**Assignment:** Read the listing below and tally the lines that contain "trainer"; the reply is that tally only.

**Data records:**
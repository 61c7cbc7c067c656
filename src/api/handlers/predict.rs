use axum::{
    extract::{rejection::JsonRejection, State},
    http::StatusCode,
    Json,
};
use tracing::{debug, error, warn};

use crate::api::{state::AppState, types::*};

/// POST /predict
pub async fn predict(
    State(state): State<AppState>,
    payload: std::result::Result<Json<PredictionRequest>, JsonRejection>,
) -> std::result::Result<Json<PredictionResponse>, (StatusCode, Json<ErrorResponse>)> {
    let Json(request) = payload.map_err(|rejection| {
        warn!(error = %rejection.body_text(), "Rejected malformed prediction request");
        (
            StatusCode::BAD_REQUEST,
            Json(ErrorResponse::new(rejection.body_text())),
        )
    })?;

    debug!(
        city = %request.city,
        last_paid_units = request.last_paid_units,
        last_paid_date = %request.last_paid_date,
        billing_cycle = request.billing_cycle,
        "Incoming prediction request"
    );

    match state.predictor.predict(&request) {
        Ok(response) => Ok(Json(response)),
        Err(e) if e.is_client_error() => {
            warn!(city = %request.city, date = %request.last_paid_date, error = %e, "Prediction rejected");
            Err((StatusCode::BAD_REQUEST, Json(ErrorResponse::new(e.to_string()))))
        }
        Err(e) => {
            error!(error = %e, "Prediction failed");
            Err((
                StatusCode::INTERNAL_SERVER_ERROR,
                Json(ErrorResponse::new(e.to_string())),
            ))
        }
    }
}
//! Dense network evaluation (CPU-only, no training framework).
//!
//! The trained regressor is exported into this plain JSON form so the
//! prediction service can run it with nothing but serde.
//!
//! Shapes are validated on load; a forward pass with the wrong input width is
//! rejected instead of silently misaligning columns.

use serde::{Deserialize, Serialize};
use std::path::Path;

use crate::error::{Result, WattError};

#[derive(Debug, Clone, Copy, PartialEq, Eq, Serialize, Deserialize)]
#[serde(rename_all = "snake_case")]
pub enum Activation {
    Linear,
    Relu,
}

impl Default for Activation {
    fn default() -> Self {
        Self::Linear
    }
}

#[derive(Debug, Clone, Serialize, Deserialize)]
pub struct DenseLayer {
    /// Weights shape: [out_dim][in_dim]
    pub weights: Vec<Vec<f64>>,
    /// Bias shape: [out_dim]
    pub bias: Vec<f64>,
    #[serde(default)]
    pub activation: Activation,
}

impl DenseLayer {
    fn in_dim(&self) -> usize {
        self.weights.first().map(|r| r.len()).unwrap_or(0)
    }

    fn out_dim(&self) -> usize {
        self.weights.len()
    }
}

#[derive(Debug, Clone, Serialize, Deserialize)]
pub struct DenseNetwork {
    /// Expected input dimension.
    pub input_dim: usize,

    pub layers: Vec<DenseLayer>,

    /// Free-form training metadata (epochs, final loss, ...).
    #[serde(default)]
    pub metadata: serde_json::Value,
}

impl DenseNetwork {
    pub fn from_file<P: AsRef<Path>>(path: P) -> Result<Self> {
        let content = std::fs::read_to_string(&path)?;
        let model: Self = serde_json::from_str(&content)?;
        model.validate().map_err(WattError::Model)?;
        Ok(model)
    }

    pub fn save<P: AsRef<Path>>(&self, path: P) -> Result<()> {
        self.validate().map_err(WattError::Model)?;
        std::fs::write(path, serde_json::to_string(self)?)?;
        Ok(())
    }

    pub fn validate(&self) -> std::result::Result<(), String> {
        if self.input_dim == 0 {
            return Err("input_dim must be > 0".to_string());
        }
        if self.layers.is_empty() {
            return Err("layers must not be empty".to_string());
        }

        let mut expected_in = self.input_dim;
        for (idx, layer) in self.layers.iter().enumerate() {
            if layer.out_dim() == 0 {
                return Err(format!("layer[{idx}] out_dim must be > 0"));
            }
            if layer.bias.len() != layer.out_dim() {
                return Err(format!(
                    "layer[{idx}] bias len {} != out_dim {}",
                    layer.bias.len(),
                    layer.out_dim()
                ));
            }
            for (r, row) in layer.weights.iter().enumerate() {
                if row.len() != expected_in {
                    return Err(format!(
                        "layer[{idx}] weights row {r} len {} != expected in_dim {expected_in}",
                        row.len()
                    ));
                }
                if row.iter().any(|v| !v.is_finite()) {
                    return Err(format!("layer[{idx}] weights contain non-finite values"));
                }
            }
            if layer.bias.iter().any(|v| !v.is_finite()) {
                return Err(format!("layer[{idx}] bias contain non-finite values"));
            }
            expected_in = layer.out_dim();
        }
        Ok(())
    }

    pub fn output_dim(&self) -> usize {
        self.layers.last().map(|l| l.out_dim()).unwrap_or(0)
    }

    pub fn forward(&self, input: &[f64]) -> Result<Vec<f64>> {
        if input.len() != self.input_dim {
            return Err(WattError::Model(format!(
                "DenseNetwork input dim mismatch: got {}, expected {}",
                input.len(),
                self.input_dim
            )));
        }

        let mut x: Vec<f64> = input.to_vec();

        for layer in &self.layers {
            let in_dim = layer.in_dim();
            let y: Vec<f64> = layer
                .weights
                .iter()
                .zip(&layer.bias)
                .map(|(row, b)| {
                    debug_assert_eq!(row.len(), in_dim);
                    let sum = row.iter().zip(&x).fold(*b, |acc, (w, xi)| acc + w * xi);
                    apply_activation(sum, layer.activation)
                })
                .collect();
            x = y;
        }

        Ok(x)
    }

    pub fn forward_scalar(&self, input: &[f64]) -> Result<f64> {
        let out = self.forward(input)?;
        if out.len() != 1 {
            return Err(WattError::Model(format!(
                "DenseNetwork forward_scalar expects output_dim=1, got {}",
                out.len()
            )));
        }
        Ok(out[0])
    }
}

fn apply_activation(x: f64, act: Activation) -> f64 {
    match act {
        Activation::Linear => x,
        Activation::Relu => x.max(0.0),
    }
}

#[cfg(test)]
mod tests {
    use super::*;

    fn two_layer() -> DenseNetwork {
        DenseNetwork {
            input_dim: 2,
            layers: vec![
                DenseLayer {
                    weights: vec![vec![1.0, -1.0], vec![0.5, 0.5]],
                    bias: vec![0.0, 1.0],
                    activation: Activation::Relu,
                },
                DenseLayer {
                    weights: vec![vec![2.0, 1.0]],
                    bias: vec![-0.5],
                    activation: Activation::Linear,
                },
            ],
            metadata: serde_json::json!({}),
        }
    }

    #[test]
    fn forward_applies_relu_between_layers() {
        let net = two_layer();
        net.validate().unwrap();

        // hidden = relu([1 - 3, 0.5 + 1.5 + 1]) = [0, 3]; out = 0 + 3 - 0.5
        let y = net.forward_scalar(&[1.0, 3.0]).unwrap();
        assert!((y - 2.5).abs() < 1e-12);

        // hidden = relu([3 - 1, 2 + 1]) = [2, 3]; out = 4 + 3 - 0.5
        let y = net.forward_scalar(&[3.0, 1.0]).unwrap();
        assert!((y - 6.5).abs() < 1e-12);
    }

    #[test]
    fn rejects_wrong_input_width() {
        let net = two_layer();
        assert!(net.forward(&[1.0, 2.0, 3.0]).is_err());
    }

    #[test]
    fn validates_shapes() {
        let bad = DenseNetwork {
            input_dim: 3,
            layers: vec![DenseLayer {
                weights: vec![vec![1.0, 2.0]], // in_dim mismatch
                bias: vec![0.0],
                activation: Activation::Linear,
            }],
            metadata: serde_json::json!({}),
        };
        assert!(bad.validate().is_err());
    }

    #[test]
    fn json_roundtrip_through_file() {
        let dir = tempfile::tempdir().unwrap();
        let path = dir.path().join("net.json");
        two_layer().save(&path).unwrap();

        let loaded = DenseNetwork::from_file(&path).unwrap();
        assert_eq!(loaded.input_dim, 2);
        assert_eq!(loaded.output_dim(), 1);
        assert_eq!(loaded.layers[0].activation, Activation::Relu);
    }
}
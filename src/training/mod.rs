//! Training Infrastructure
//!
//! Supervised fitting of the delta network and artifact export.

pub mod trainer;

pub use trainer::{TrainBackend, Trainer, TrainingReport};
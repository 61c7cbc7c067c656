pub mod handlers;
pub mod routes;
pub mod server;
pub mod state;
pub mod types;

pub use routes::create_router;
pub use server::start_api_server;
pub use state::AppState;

**Your response:** 2